//! Problem instances and the weighted-tardiness cost evaluator.

use crate::error::InvariantViolation;
use crate::schedule::Schedule;

/// Per-job attributes of a single-machine sequencing instance.
///
/// The three arrays are parallel and indexed by `id - 1`. They are
/// immutable after construction and may be shared read-only across
/// concurrent search runs.
#[derive(Debug, Clone, PartialEq)]
#[cfg_attr(feature = "serde", derive(serde::Serialize, serde::Deserialize))]
pub struct Instance {
    processing_times: Vec<f64>,
    due_dates: Vec<f64>,
    weights: Vec<f64>,
}

impl Instance {
    /// Builds an instance from parallel attribute arrays.
    ///
    /// Fails with [`InvariantViolation::AttributeLengths`] when the
    /// arrays disagree in length.
    pub fn new(
        processing_times: Vec<f64>,
        due_dates: Vec<f64>,
        weights: Vec<f64>,
    ) -> Result<Self, InvariantViolation> {
        if processing_times.len() != due_dates.len() || due_dates.len() != weights.len() {
            return Err(InvariantViolation::AttributeLengths {
                processing_times: processing_times.len(),
                due_dates: due_dates.len(),
                weights: weights.len(),
            });
        }
        Ok(Instance {
            processing_times,
            due_dates,
            weights,
        })
    }

    /// Number of jobs.
    pub fn n_jobs(&self) -> usize {
        self.processing_times.len()
    }

    /// Processing times, indexed by `id - 1`.
    pub fn processing_times(&self) -> &[f64] {
        &self.processing_times
    }

    /// Due dates, indexed by `id - 1`.
    pub fn due_dates(&self) -> &[f64] {
        &self.due_dates
    }

    /// Tardiness weights, indexed by `id - 1`.
    pub fn weights(&self) -> &[f64] {
        &self.weights
    }

    /// Total weighted tardiness of `schedule` on a single machine.
    ///
    /// Jobs are processed back to back starting at time zero; each job
    /// contributes `max(0, completion - due_date) * weight`. Pure and
    /// O(n); the caller is responsible for `schedule` addressing valid
    /// job ids (guaranteed once the entry validation of a search has
    /// passed).
    pub fn total_weighted_tardiness(&self, schedule: &Schedule) -> f64 {
        let mut completion = 0.0;
        let mut tardiness = 0.0;
        for &id in schedule.jobs() {
            let job = id - 1;
            completion += self.processing_times[job];
            tardiness += (completion - self.due_dates[job]).max(0.0) * self.weights[job];
        }
        tardiness
    }
}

•••••

Exercise goal:
The answer should be nothing but the number of lines in this data that include "parallel".

The answer:
2